§ **EXERCISE OBJECTIVE**:
Could you write out the lines below exactly, beginning with the first and finishing with the one that contains "use std::time::Duration;"?

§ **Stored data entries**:
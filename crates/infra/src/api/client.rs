//! JSON API client for the Kompete backend
//!
//! Attaches the session's tenant and user headers, turns non-2xx responses
//! into [`ApiError`] with the backend's own message, and signs the session
//! out on 401.

use std::sync::Arc;
use std::time::Duration;

use kompete_domain::constants::{
    DEFAULT_API_BASE_URL, DEFAULT_API_TIMEOUT_SECS, REQUEST_FAILED_MESSAGE, TENANT_HEADER,
    USER_HEADER,
};
use kompete_domain::ApiConfig;
use reqwest::header::{ACCEPT, CONTENT_TYPE};
use reqwest::{Method, StatusCode};
use serde::de::DeserializeOwned;
use serde::Serialize;
use serde_json::Value;
use tracing::{debug, instrument, warn};

use super::errors::ApiError;
use super::session::SessionStore;
use crate::http::HttpClient;

/// Configuration for API client
#[derive(Debug, Clone, PartialEq, Eq)]
pub struct ApiClientConfig {
    /// Base URL for API (e.g., "http://localhost:3001/api")
    pub base_url: String,
    /// Timeout for a single request
    pub timeout: Duration,
    pub user_agent: Option<String>,
}

impl Default for ApiClientConfig {
    fn default() -> Self {
        Self {
            base_url: DEFAULT_API_BASE_URL.to_string(),
            timeout: Duration::from_secs(DEFAULT_API_TIMEOUT_SECS),
            user_agent: None,
        }
    }
}

impl From<&ApiConfig> for ApiClientConfig {
    fn from(config: &ApiConfig) -> Self {
        Self {
            base_url: config.base_url.clone(),
            timeout: config.timeout(),
            user_agent: config.user_agent.clone(),
        }
    }
}

/// Backend API client
pub struct ApiClient {
    http_client: HttpClient,
    session: Arc<SessionStore>,
    config: ApiClientConfig,
}

impl ApiClient {
    /// Create a new API client
    ///
    /// # Errors
    ///
    /// Returns error if the underlying HTTP client cannot be built
    pub fn new(config: ApiClientConfig, session: Arc<SessionStore>) -> Result<Self, ApiError> {
        let mut builder = HttpClient::builder().timeout(config.timeout);
        if let Some(agent) = &config.user_agent {
            builder = builder.user_agent(agent.clone());
        }
        let http_client = builder
            .build()
            .map_err(|e| ApiError::Config(format!("Failed to build HttpClient: {}", e)))?;

        Ok(Self { http_client, session, config })
    }

    /// Create a builder for fluent configuration
    pub fn builder() -> ApiClientBuilder {
        ApiClientBuilder::default()
    }

    pub fn session(&self) -> &Arc<SessionStore> {
        &self.session
    }

    pub fn base_url(&self) -> &str {
        &self.config.base_url
    }

    /// Execute a GET request
    ///
    /// # Errors
    ///
    /// Returns error if request fails or response cannot be deserialized
    #[instrument(skip(self), fields(path = %path))]
    pub async fn get<R: DeserializeOwned>(&self, path: &str) -> Result<R, ApiError> {
        self.execute(Method::GET, path, None).await
    }

    /// Execute a POST request with a JSON body
    ///
    /// # Errors
    ///
    /// Returns error if request fails or response cannot be deserialized
    #[instrument(skip(self, body), fields(path = %path))]
    pub async fn post<T: Serialize, R: DeserializeOwned>(
        &self,
        path: &str,
        body: &T,
    ) -> Result<R, ApiError> {
        let body = serde_json::to_value(body)
            .map_err(|e| ApiError::Config(format!("Failed to serialize body: {}", e)))?;
        self.execute(Method::POST, path, Some(body)).await
    }

    /// Execute a POST request without a body
    #[instrument(skip(self), fields(path = %path))]
    pub async fn post_empty<R: DeserializeOwned>(&self, path: &str) -> Result<R, ApiError> {
        self.execute(Method::POST, path, None).await
    }

    async fn execute<R: DeserializeOwned>(
        &self,
        method: Method,
        path: &str,
        body: Option<Value>,
    ) -> Result<R, ApiError> {
        let url = format!("{}{}", self.config.base_url.trim_end_matches('/'), path);
        debug!(%method, url = %url, "API request");

        let mut request = self
            .http_client
            .request(method.clone(), &url)
            .header(CONTENT_TYPE, "application/json")
            .header(ACCEPT, "application/json");

        if let Some(session) = self.session.current() {
            if let Some(tenant) = session.tenant_id {
                request = request.header(TENANT_HEADER, tenant);
            }
            if let Some(email) = session.user_email {
                request = request.header(USER_HEADER, email);
            }
        }

        if let Some(body) = body {
            request = request.json(&body);
        }

        let response = self.http_client.send(request).await.map_err(ApiError::from)?;

        let status = response.status();
        let bytes = response
            .bytes()
            .await
            .map_err(|e| ApiError::Network(format!("Failed to read response body: {}", e)))?;

        if !status.is_success() {
            let err = Self::map_status_error(status, &bytes);
            if status == StatusCode::UNAUTHORIZED {
                self.session.force_logout(&format!("{} {} returned 401", method, path));
            } else {
                warn!(%method, path = %path, %status, error = %err, "API request failed");
            }
            return Err(err);
        }

        // Empty and 204 bodies decode as JSON null
        let value: Value = if bytes.is_empty() {
            Value::Null
        } else {
            serde_json::from_slice(&bytes)
                .map_err(|e| ApiError::Decode(format!("Failed to parse response: {}", e)))?
        };

        serde_json::from_value(value)
            .map_err(|e| ApiError::Decode(format!("Unexpected response shape: {}", e)))
    }

    fn map_status_error(status: StatusCode, body: &[u8]) -> ApiError {
        let message = backend_message(body).unwrap_or_else(|| REQUEST_FAILED_MESSAGE.to_string());

        if status == StatusCode::UNAUTHORIZED {
            ApiError::Auth(message)
        } else if status == StatusCode::NOT_FOUND {
            ApiError::NotFound(message)
        } else if status.is_server_error() {
            ApiError::Server(message)
        } else if status.is_client_error() {
            ApiError::Client(message)
        } else {
            ApiError::Network(message)
        }
    }
}

/// `error` (or `message`) field of a JSON error body.
fn backend_message(body: &[u8]) -> Option<String> {
    let value: Value = serde_json::from_slice(body).ok()?;
    ["error", "message"]
        .iter()
        .filter_map(|field| value.get(field).and_then(Value::as_str))
        .map(str::trim)
        .find(|message| !message.is_empty())
        .map(str::to_owned)
}

/// Builder for API client
#[derive(Default)]
pub struct ApiClientBuilder {
    config: Option<ApiClientConfig>,
    session: Option<Arc<SessionStore>>,
}

impl ApiClientBuilder {
    /// Set the API configuration
    pub fn config(mut self, config: ApiClientConfig) -> Self {
        self.config = Some(config);
        self
    }

    /// Set the session store shared with the host
    pub fn session(mut self, session: Arc<SessionStore>) -> Self {
        self.session = Some(session);
        self
    }

    /// Build the API client; a fresh signed-out session store is used when
    /// none was provided.
    ///
    /// # Errors
    ///
    /// Returns error if client creation fails
    pub fn build(self) -> Result<ApiClient, ApiError> {
        let config = self.config.unwrap_or_default();
        let session = self.session.unwrap_or_default();

        ApiClient::new(config, session)
    }
}

#[cfg(test)]
mod tests {
    use serde_json::json;
    use wiremock::matchers::{body_json, header, method, path};
    use wiremock::{Mock, MockServer, ResponseTemplate};

    use super::*;
    use crate::api::session::{Session, SessionEvent};

    fn client_for(server: &MockServer, session: Arc<SessionStore>) -> ApiClient {
        let config = ApiClientConfig { base_url: server.uri(), ..Default::default() };
        ApiClient::builder().config(config).session(session).build().unwrap()
    }

    fn signed_in() -> Arc<SessionStore> {
        let store = SessionStore::new();
        store.sign_in(Session::new("tenant-9", "ana@example.com"));
        Arc::new(store)
    }

    #[derive(Debug, serde::Serialize, serde::Deserialize, PartialEq)]
    struct TestResponse {
        message: String,
    }

    #[tokio::test]
    async fn test_get_sends_session_headers() {
        let mock_server = MockServer::start().await;

        Mock::given(method("GET"))
            .and(path("/test"))
            .and(header("X-Tenant-Id", "tenant-9"))
            .and(header("X-User-Email", "ana@example.com"))
            .respond_with(
                ResponseTemplate::new(200)
                    .set_body_json(TestResponse { message: "success".to_string() }),
            )
            .expect(1)
            .mount(&mock_server)
            .await;

        let client = client_for(&mock_server, signed_in());
        let result: TestResponse = client.get("/test").await.unwrap();
        assert_eq!(result.message, "success");
    }

    #[tokio::test]
    async fn test_post_sends_json_body() {
        let mock_server = MockServer::start().await;

        Mock::given(method("POST"))
            .and(path("/create"))
            .and(body_json(json!({ "data": "x" })))
            .respond_with(ResponseTemplate::new(200).set_body_json(json!({ "message": "ok" })))
            .expect(1)
            .mount(&mock_server)
            .await;

        let client = client_for(&mock_server, signed_in());
        let result: TestResponse = client.post("/create", &json!({ "data": "x" })).await.unwrap();
        assert_eq!(result.message, "ok");
    }

    #[tokio::test]
    async fn test_no_content_decodes_as_null() {
        let mock_server = MockServer::start().await;

        Mock::given(method("POST"))
            .and(path("/action"))
            .respond_with(ResponseTemplate::new(204))
            .mount(&mock_server)
            .await;

        let client = client_for(&mock_server, signed_in());
        let result: Result<(), ApiError> = client.post_empty("/action").await;
        assert!(result.is_ok());
    }

    #[tokio::test]
    async fn test_error_body_message_is_surfaced() {
        let mock_server = MockServer::start().await;

        Mock::given(method("GET"))
            .and(path("/error"))
            .respond_with(
                ResponseTemplate::new(400).set_body_json(json!({ "error": "Project not ready" })),
            )
            .mount(&mock_server)
            .await;

        let client = client_for(&mock_server, signed_in());
        let err = client.get::<Value>("/error").await.unwrap_err();
        assert_eq!(err, ApiError::Client("Project not ready".into()));
    }

    #[tokio::test]
    async fn test_error_without_message_uses_generic_text() {
        let mock_server = MockServer::start().await;

        Mock::given(method("GET"))
            .and(path("/error"))
            .respond_with(ResponseTemplate::new(500).set_body_string("<html>oops</html>"))
            .mount(&mock_server)
            .await;

        let client = client_for(&mock_server, signed_in());
        let err = client.get::<Value>("/error").await.unwrap_err();
        assert_eq!(err, ApiError::Server(REQUEST_FAILED_MESSAGE.into()));
        assert!(err.is_transient());
    }

    #[tokio::test]
    async fn test_unauthorized_signs_out() {
        let mock_server = MockServer::start().await;

        Mock::given(method("GET"))
            .and(path("/protected"))
            .respond_with(ResponseTemplate::new(401).set_body_json(json!({ "error": "Expired" })))
            .mount(&mock_server)
            .await;

        let session = signed_in();
        let mut events = session.subscribe();
        let client = client_for(&mock_server, Arc::clone(&session));

        let err = client.get::<Value>("/protected").await.unwrap_err();
        assert_eq!(err, ApiError::Auth("Expired".into()));
        assert!(!session.is_signed_in());
        assert!(matches!(events.recv().await.unwrap(), SessionEvent::SignedOut { .. }));
    }

    #[tokio::test]
    async fn test_malformed_success_body_is_decode_error() {
        let mock_server = MockServer::start().await;

        Mock::given(method("GET"))
            .and(path("/data"))
            .respond_with(ResponseTemplate::new(200).set_body_string("not json"))
            .mount(&mock_server)
            .await;

        let client = client_for(&mock_server, signed_in());
        let err = client.get::<Value>("/data").await.unwrap_err();
        assert!(matches!(err, ApiError::Decode(_)));
    }

    #[test]
    fn test_backend_message_extraction() {
        assert_eq!(backend_message(br#"{"error":"boom"}"#).as_deref(), Some("boom"));
        assert_eq!(backend_message(br#"{"error":"  ","message":"fallback"}"#).as_deref(), Some("fallback"));
        assert_eq!(backend_message(b"plain text"), None);
    }
}
//! Fetches sub-reports through the report backend

use std::collections::HashMap;
use std::sync::Arc;

use async_trait::async_trait;
use kompete_domain::{
    Competitor, CompetitorId, EntityKey, KompeteError, ProjectId, Result, SubReport,
};
use parking_lot::RwLock;
use tracing::instrument;

use super::EntityFetcher;
use crate::report::ports::SubReportSource;

/// [`EntityFetcher`] for one project's battlecards and self-assessment
///
/// Battlecard requests echo the competitor's threat assessment from the
/// market overview, so the roster must be set before competitors are fetched.
pub struct SubReportLoader {
    project: ProjectId,
    source: Arc<dyn SubReportSource>,
    roster: RwLock<HashMap<CompetitorId, Competitor>>,
}

impl SubReportLoader {
    pub fn new(project: ProjectId, source: Arc<dyn SubReportSource>) -> Self {
        Self { project, source, roster: RwLock::new(HashMap::new()) }
    }

    /// Replace the known competitors.
    pub fn set_roster(&self, competitors: &[Competitor]) {
        let roster = competitors.iter().map(|c| (c.id.clone(), c.clone())).collect();
        *self.roster.write() = roster;
    }

    pub fn competitor(&self, id: &CompetitorId) -> Option<Competitor> {
        self.roster.read().get(id).cloned()
    }
}

#[async_trait]
impl EntityFetcher for SubReportLoader {
    #[instrument(skip(self), fields(project = %self.project, entity = %key))]
    async fn fetch(&self, key: &EntityKey, refresh: bool) -> Result<SubReport> {
        let body = match key {
            EntityKey::Competitor(id) => {
                let competitor = self.competitor(id).ok_or_else(|| {
                    KompeteError::NotFound(format!("competitor {id} is not part of this report"))
                })?;
                self.source.battlecard(&self.project, &competitor, refresh).await?
            }
            EntityKey::SelfAssessment => self.source.self_assessment(&self.project, refresh).await?,
        };
        Ok(SubReport::new(key.clone(), body))
    }
}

§ **TASK RESULT**:
filename crates/infra/src/api/client.rs
//! JSON API client for the Kompete backend
//!
//! Attaches the session's tenant and user headers, turns non-2xx responses
//! into [`ApiError`] with the backend's own message, and signs the session
//! out on 401.

use std::sync::Arc;
use std::time::Duration;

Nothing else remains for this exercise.